A fascinating treasure trove of 13 bronze trireme battering rams have been found on the site of a naval battle off Sicily, of the first Punic War.

 Egadi, an island in the Aegadian archipelago about 4 miles off the west coast of Sicily was the site of one of the last naval clashes of the First Punic War.  In 241 B.C., 200 Roman ships went up against 100 Carthaginian ships in the Battle of the Egadi Islands. Actually, the Roman ships appear to have gone up against other Roman ships, mainly, captured by Carthage in previous naval battles such as the Battle of Drepanum (249 B.C.) in which Polybius claimed 97 ships had been taken and absorbed into the Punic navy. Rome’s superior numbers took the day this time, and Carthage was soundly spanked. So soundly, in fact, that they surrendered shortly thereafter ending the First Punic War.

The net effect of Carthage’s deployment of Roman vessels is that even though Rome won the Battle of the Egadi Islands most emphatically, the ship parts, cargo and weapons strewn on the seafloor are predominantly Roman. 


The part of the ram that fits to the business end of a trireme.

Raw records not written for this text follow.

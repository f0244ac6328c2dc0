//! Desktop client of the companion portal, which hosts the relay and proxies
//! introspection and revocation so the client secret stays server-side.

use super::http_client;
use super::oauth::parse_introspection;
use crate::config::NotionConfig;
use crate::credential::{Authority, AuthorityError, Introspection};
use crate::relay::{RelayError, RelayMailbox, RelayMessage, Ticket};
use reqwest::StatusCode;
use reqwest::blocking::Client;
use serde::{Deserialize, Serialize};
use serde_json::Value;
use tracing::debug;

pub struct PortalClient {
    client: Client,
    server_url: String,
}

#[derive(Serialize)]
struct TokenBody<'a> {
    token: &'a str,
}

#[derive(Deserialize)]
struct PortalResponse {
    #[serde(default)]
    status: Option<String>,
    #[serde(default)]
    data: Option<Value>,
}

impl PortalClient {
    pub fn from_config(config: &NotionConfig) -> Self {
        Self {
            client: http_client(config.request_timeout_seconds),
            server_url: config.server_url.trim_end_matches('/').to_string(),
        }
    }

    fn url(&self, path: &str) -> String {
        format!("{}/api/notion/{path}", self.server_url)
    }

    fn post_token(&self, path: &str, token: &str) -> Result<PortalResponse, AuthorityError> {
        let resp = self
            .client
            .post(self.url(path))
            .json(&TokenBody { token })
            .send()
            .map_err(|e| AuthorityError::Transport(e.to_string()))?;
        if !resp.status().is_success() {
            return Err(AuthorityError::Status(resp.status().as_u16()));
        }
        resp.json()
            .map_err(|e| AuthorityError::Malformed(e.to_string()))
    }
}

impl RelayMailbox for PortalClient {
    /// The portal deletes the entry as it answers.
    fn take(&self, ticket: &Ticket) -> Result<Option<RelayMessage>, RelayError> {
        let resp = self
            .client
            .get(self.url("status"))
            .query(&[("state", ticket.as_str())])
            .send()
            .map_err(|e| RelayError::Transport(e.to_string()))?;
        let status = resp.status();
        if status == StatusCode::BAD_REQUEST || status == StatusCode::NOT_FOUND {
            debug!("relay has no entry yet");
            return Ok(None);
        }
        if !status.is_success() {
            return Err(RelayError::Transport(format!("HTTP {status}")));
        }
        let body: PortalResponse = resp
            .json()
            .map_err(|e| RelayError::Malformed(e.to_string()))?;
        parse_status(body)
    }
}

fn parse_status(body: PortalResponse) -> Result<Option<RelayMessage>, RelayError> {
    match (body.status.as_deref(), body.data) {
        (Some("success"), Some(data)) => Ok(Some(RelayMessage::from_consumed(data))),
        (_, None) => Ok(None),
        (other, Some(_)) => Err(RelayError::Malformed(format!(
            "unexpected relay status {other:?}"
        ))),
    }
}

impl Authority for PortalClient {
    fn introspect(&self, access_token: &str) -> Result<Introspection, AuthorityError> {
        let body = self.post_token("introspect", access_token)?;
        match (body.status.as_deref(), body.data) {
            (Some("success"), Some(data)) => parse_introspection(&data),
            (status, _) => Err(AuthorityError::Malformed(format!(
                "introspection answered {status:?}"
            ))),
        }
    }

    fn revoke(&self, access_token: &str) -> Result<(), AuthorityError> {
        let body = self.post_token("revoke", access_token)?;
        match body.status.as_deref() {
            Some("success") => Ok(()),
            other => Err(AuthorityError::Malformed(format!("revoke answered {other:?}"))),
        }
    }
}

#[cfg(test)]
mod tests {
    use super::*;
    use serde_json::json;

    fn response(value: Value) -> PortalResponse {
        serde_json::from_value(value).expect("response")
    }

    #[test]
    fn success_with_grant_is_granted() {
        let message = parse_status(response(json!({
            "status": "success",
            "data": { "access_token": "t", "bot_id": "b" }
        })))
        .expect("parse");
        assert!(matches!(message, Some(RelayMessage::Granted(_))));
    }

    #[test]
    fn success_with_provider_error_is_denied() {
        let message = parse_status(response(json!({
            "status": "success",
            "data": { "error": "access_denied" }
        })))
        .expect("parse");
        assert_eq!(message, Some(RelayMessage::Denied("access_denied".to_string())));
    }

    #[test]
    fn unreadable_grant_ends_the_attempt() {
        let message = parse_status(response(json!({
            "status": "success",
            "data": { "token": "t" }
        })))
        .expect("parse");
        assert!(matches!(message, Some(RelayMessage::Denied(_))));
    }

    #[test]
    fn missing_data_is_pending() {
        let message = parse_status(response(json!({ "error": "No token data" }))).expect("parse");
        assert!(message.is_none());
    }

    #[test]
    fn urls_hang_off_server() {
        let config = NotionConfig {
            server_url: "https://portal.example/".to_string(),
            ..NotionConfig::default()
        };
        let portal = PortalClient::from_config(&config);
        assert_eq!(portal.url("status"), "https://portal.example/api/notion/status");
    }
}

The large number of bronze battering rams (rostra) are still rare finds, but their numbers have increased geometrically thanks to Egadi’s extraordinary pile of Roman battle detritus. Out of the 13 battering rams found so far at Egadi over the past decade, only two of them have inscriptions identifying them as Carthaginian. The others have inscriptions too, but all of them in Latin.
The vicious, spiky-looking bronze battering rams are of great historical significance because of their badassness and rarity, but finding so many in one place connected to a single battle has provided scholars with a unique opportunity to study the ships  The rams were fixed to the prow of ships, custom cast to ensure a perfect fit along the bows. Researchers can calculate the dimensions of the keels based on the size and shape of the rostra.

Coming up from the bottom, for the first time, in millennia.


The archaeologists calculate that the ships could not have been more than 30 meters long and just 4.5 meter in beam, far less than the 36 meters previously estimated for the Athenian trireme.  In battle, the trireme was propelled solely by its 170 rowers. These wooden ships are believed to have been able to achieve a speed of 10 knots at the critical moment of impact.



Everybody's interested in the ram.



Rams mounted below the waterline had three horizontal planes that would slice into their targets’ timbers, cracking open the unfortunate enemy ship. The dispersal of amphorae and other goods on the seabed indicates that ships were indeed sunk, but did not break up on the way down.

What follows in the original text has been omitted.